Some things haven’t changed over the years. The gap between South Korea and China in soccer quality. South Korea is ranked 24th in the FIFA rankings, while China is 79th. After the Changsha disaster, the two teams met four more times. South Korea has won three straight after a draw. The most recent meeting was at the East Asian Cup in Nagoya, Japan, last year. With the current call-up, Cho Kyu-sung (Meatwillan) scored a wedge goal in a 3-0 victory. Kim Min-jae (Bayern Munich) scored goals in two consecutive matches, at the 2019 Asian Cup in the United Arab Emirates (UAE) and the East Asian Cup in Busan on December 15, 2019. Son Heung-min is yet to register a goal against China, but has a 22-12-2 head-to-head record.
China remains the backwater of Asian soccer. It is 11th in Asia in the FIFA rankings. It is behind Japan (18th), Iran (21st), South Korea and Australia (27th), Saudi Arabia (57th), Qatar (61st), Iraq (68th), UAE (69th), Oman (72nd) and Uzbekistan (73rd). The number of tickets allocated to Asia in the North American World Cup, which expands the field to 48 nations, has increased from 4.5 to 8.5, but qualification is not guaranteed. The first and last time China qualified for a World Cup was at the 2002 Korea-Japan World Cup.
The Klinsmanns are in Group C alongside China, Singapore, and Thailand in the second round of qualifying. The first and second place finishers in each group qualify for the final. China, who came from behind to win 2-1 against Thailand in the first round, considers South Korea to be a “formidable opponent. They are hoping to punch their ticket against Singapore and Thailand. They are also looking for an upset against South Korea. “Korea is a world-class team in terms of individual skills, team stability, and confidence,” said Serbian coach Aleksandar Jankovic, who leads the China A team. It’s a big challenge for us,” he said, adding, “We will play to win.”
South Korean soccer has evolved from the days of the Changsha disaster. Son Heung-min has established himself as an iconic attacker in the English Premier League, and Lee Kang-in (Paris Saint-Germain) is a new addition. Kim Min-jae is self-explanatory, and Hwang Hee-chan (Wolverhampton) has scored six goals in the EPL this season. Lee Jae-sung (Mainz), Jung Woo-young (Stuttgart), Hwang In-beom (Zvezda), Oh Hyun-gyu (Celtic), Cho Kyu-sung (Mittwilan) and Hwang Eui-jo (Norwich City) are the only Europeans in the squad. Against Singapore, Cho Kyu-sung, Hwang Hee-chan, Son Heung-min, Hwang Eui-jo, and Lee Kang-in opened the scoring. China, on the other hand, has mostly domestic players.
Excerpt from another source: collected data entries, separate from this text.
use crate::config::{AppConfig, ConfigError};
use crate::cooldown::{CooldownParams, GestureCooldown};
use crate::frame_rate::{FrameRateMonitor, DEFAULT_FPS_WINDOW};
use crate::gesture_classifier::{ClassifierParams, ClassifierState, GestureClassifier};
use crate::media::{KeySink, MediaController, DEFAULT_VOLUME_STEPS};
use crate::smoothing::{HandSmoother, DEFAULT_SMOOTHING_WINDOW};
use crate::types::{Gesture, HandFrame};
use std::time::Instant;
use tracing::{info, warn};

/// Qué pasó con el gesto clasificado en este tick
#[derive(Debug, Clone, Copy, PartialEq, Eq)]
pub enum Dispatch {
    /// No hubo gesto (o no tiene acción asociada)
    Idle,
    /// Gesto clasificado pero dentro de su cooldown
    CoolingDown,
    /// Acción ejecutada; el cooldown empieza a contar
    Executed,
    /// La acción falló; el cooldown no se consume
    Failed,
}

#[derive(Debug, Clone, Copy, PartialEq)]
pub struct TickReport {
    pub gesture: Gesture,
    pub dispatch: Dispatch,
    pub hand_detected: bool,
    pub fps: f32,
}

/// Un tick completo: suavizado → clasificación → cooldown → acción.
/// El monitor de FPS corre en paralelo y no condiciona nada.
pub struct GesturePipeline<S: KeySink> {
    smoother: HandSmoother,
    classifier: GestureClassifier,
    cooldown: GestureCooldown,
    frame_rate: FrameRateMonitor,
    media: MediaController<S>,
}

impl<S: KeySink> GesturePipeline<S> {
    pub fn new(
        smoothing_window: usize,
        classifier: ClassifierParams,
        cooldown: CooldownParams,
        fps_window: usize,
        media: MediaController<S>,
    ) -> Self {
        Self {
            smoother: HandSmoother::new(smoothing_window),
            classifier: GestureClassifier::new(classifier),
            cooldown: GestureCooldown::new(cooldown),
            frame_rate: FrameRateMonitor::new(fps_window),
            media,
        }
    }

    pub fn with_defaults(sink: S) -> Self {
        Self::new(
            DEFAULT_SMOOTHING_WINDOW,
            ClassifierParams::default(),
            CooldownParams::default(),
            DEFAULT_FPS_WINDOW,
            MediaController::new(sink, DEFAULT_VOLUME_STEPS),
        )
    }

    pub fn from_config(config: &AppConfig, sink: S) -> Result<Self, ConfigError> {
        config.validate()?;
        Ok(Self::new(
            config.smoothing.window,
            config.classifier_params(),
            config.cooldown_params()?,
            config.frame_rate.window,
            MediaController::new(sink, config.media.volume_steps),
        ))
    }

    pub fn process(&mut self, frame: Option<&HandFrame>) -> TickReport {
        self.process_at(frame, Instant::now())
    }

    /// Procesa un tick con un instante explícito (reproducción, tests)
    pub fn process_at(&mut self, frame: Option<&HandFrame>, now: Instant) -> TickReport {
        let fps = self.frame_rate.update_at(now);

        let smoothed = match frame {
            Some(raw) => Some(self.smoother.smooth(raw)),
            None => {
                self.smoother.reset();
                None
            }
        };

        let gesture = self.classifier.classify(smoothed.as_ref());
        let dispatch = self.dispatch(gesture, now);

        TickReport {
            gesture,
            dispatch,
            hand_detected: frame.is_some(),
            fps,
        }
    }

    fn dispatch(&mut self, gesture: Gesture, now: Instant) -> Dispatch {
        if gesture.is_none() {
            return Dispatch::Idle;
        }
        if !self.cooldown.can_trigger_at(gesture, now) {
            return Dispatch::CoolingDown;
        }

        match self.media.execute(gesture) {
            Ok(true) => {
                self.cooldown.trigger_at(gesture, now);
                info!(
                    gesture = %gesture,
                    status = %self.media.status(),
                    "{}",
                    gesture.display_name()
                );
                Dispatch::Executed
            }
            Ok(false) => Dispatch::Idle,
            Err(e) => {
                warn!(gesture = %gesture, error = %e, "no se pudo ejecutar la acción");
                Dispatch::Failed
            }
        }
    }

    pub fn classifier_state(&self) -> &ClassifierState {
        self.classifier.state()
    }

    pub fn cooldown(&self) -> &GestureCooldown {
        &self.cooldown
    }

    pub fn media(&self) -> &MediaController<S> {
        &self.media
    }

    pub fn fps(&self) -> f32 {
        self.frame_rate.fps()
    }
}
There are no guarantees. Unlike at home, away from home, any opponent is a challenge. “We have to be more professional in our preparation,” said coach Jürgen Klinsmann, whose team is trying to qualify for its 11th consecutive World Cup. “Against China, it’s important to get points quickly,” said Klinsmann. “Against a team that drops back defensively, against a team that has a lot of quality, it’s important to push them at our tempo from the start. If we go slow, it can be difficult. We need to score when we get the chance.”
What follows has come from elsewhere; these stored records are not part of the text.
use std::collections::BTreeMap;
use std::env;
use std::path::PathBuf;
use std::time::{Duration, Instant};

use anyhow::{anyhow, bail, Context, Result};
use quiromedia::config::AppConfig;
use quiromedia::csv_loader::load_frames_from_csv;
use quiromedia::feature_extractor::extract;
use quiromedia::logging::init_tracing;
use quiromedia::media::LogSink;
use quiromedia::pipeline::{Dispatch, GesturePipeline};
use quiromedia::types::{Finger, Gesture};

const DEFAULT_REPLAY_FPS: f64 = 30.0;
const USAGE: &str = "Uso: replay_csv [--config archivo.json] [--fps N] [--dump-features] <grabación.csv>";

struct ReplayOptions {
    config_path: Option<PathBuf>,
    fps: f64,
    dump_features: bool,
}

fn parse_args() -> Result<(PathBuf, ReplayOptions)> {
    let mut config_path = None;
    let mut fps = DEFAULT_REPLAY_FPS;
    let mut dump_features = false;
    let mut csv_path: Option<PathBuf> = None;

    let mut args = env::args().skip(1);
    while let Some(arg) = args.next() {
        match arg.as_str() {
            "--config" => {
                config_path = Some(PathBuf::from(
                    args.next().context("--config necesita una ruta")?,
                ));
            }
            "--fps" => {
                let value = args.next().context("--fps necesita un valor")?;
                fps = value
                    .parse()
                    .with_context(|| format!("FPS inválido: {:?}", value))?;
                if !(fps > 0.0) || !fps.is_finite() {
                    bail!("FPS debe ser positivo");
                }
            }
            "--dump-features" => dump_features = true,
            _ => {
                if csv_path.is_some() {
                    bail!("{}", USAGE);
                }
                csv_path = Some(PathBuf::from(arg));
            }
        }
    }

    let csv_path = csv_path.ok_or_else(|| anyhow!("Debes especificar un archivo CSV\n{}", USAGE))?;
    Ok((
        csv_path,
        ReplayOptions {
            config_path,
            fps,
            dump_features,
        },
    ))
}

fn main() -> Result<()> {
    let (csv_path, opts) = parse_args()?;

    let config = match &opts.config_path {
        Some(path) => AppConfig::load(path)
            .with_context(|| format!("No se pudo cargar la configuración {:?}", path))?,
        None => AppConfig::default(),
    };
    init_tracing(&config.logging);

    println!("🎞️  Reproduciendo grabación desde {:?}", csv_path);
    let frames = load_frames_from_csv(&csv_path)?;
    let with_hand = frames.iter().filter(|f| f.is_some()).count();
    println!(
        "ℹ️  {} ticks ({} con mano) a {} FPS\n",
        frames.len(),
        with_hand,
        opts.fps
    );

    // Solo registra: la reproducción nunca pulsa teclas reales
    let mut pipeline = GesturePipeline::from_config(&config, LogSink)?;
    let t0 = Instant::now();
    let tick = Duration::from_secs_f64(1.0 / opts.fps);

    let mut classified: BTreeMap<&'static str, usize> = BTreeMap::new();
    let mut executed: BTreeMap<&'static str, usize> = BTreeMap::new();

    for (idx, frame) in frames.iter().enumerate() {
        if opts.dump_features {
            if let Some(frame) = frame {
                let f = extract(frame);
                let fingers: String = Finger::ALL
                    .iter()
                    .map(|&finger| if f.fingers.is_extended(finger) { '1' } else { '0' })
                    .collect();
                println!(
                    "  {:05} dedos={} pose={:?} pinza={:.1} palma=({:.1}, {:.1}) muñeca_y={:.1} ángulos={:?}",
                    idx,
                    fingers,
                    f.pose,
                    f.pinch_distance,
                    f.palm_center.0,
                    f.palm_center.1,
                    f.wrist_y,
                    f.joint_angles.map(|a| a.round()),
                );
            }
        }

        let report = pipeline.process_at(frame.as_ref(), t0 + tick * idx as u32);
        if report.gesture == Gesture::None {
            continue;
        }

        *classified.entry(report.gesture.as_str()).or_default() += 1;
        let marker = match report.dispatch {
            Dispatch::Executed => {
                *executed.entry(report.gesture.as_str()).or_default() += 1;
                "✅"
            }
            Dispatch::CoolingDown => "⏳",
            Dispatch::Failed => "❌",
            Dispatch::Idle => "·",
        };
        println!(
            "{} {:05} {:<28} {:?}",
            marker,
            idx,
            report.gesture.display_name(),
            report.dispatch
        );
    }

    println!("\nResumen por gesto (clasificados / ejecutados):");
    for gesture in Gesture::ALL.iter().filter(|g| !g.is_none()) {
        let name = gesture.as_str();
        let seen = classified.get(name).copied().unwrap_or(0);
        if seen == 0 {
            continue;
        }
        let fired = executed.get(name).copied().unwrap_or(0);
        println!("  {:<14} {:>5} / {:<5}", name, seen, fired);
    }
    println!("\nEstado final: {}", pipeline.media().status());

    Ok(())
}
After the Singapore match, Son Heung-min said, “It will be a tough game. When we play a strong team, we want to play tough. When Asian teams play us, they will try to play rough. It can be their tactic to make us angry and frustrated.” “It’s an aspect of our game that we can work on. If we don’t get involved and play our game, we can play well. We don’t have to be afraid of China. We just have to play our game.”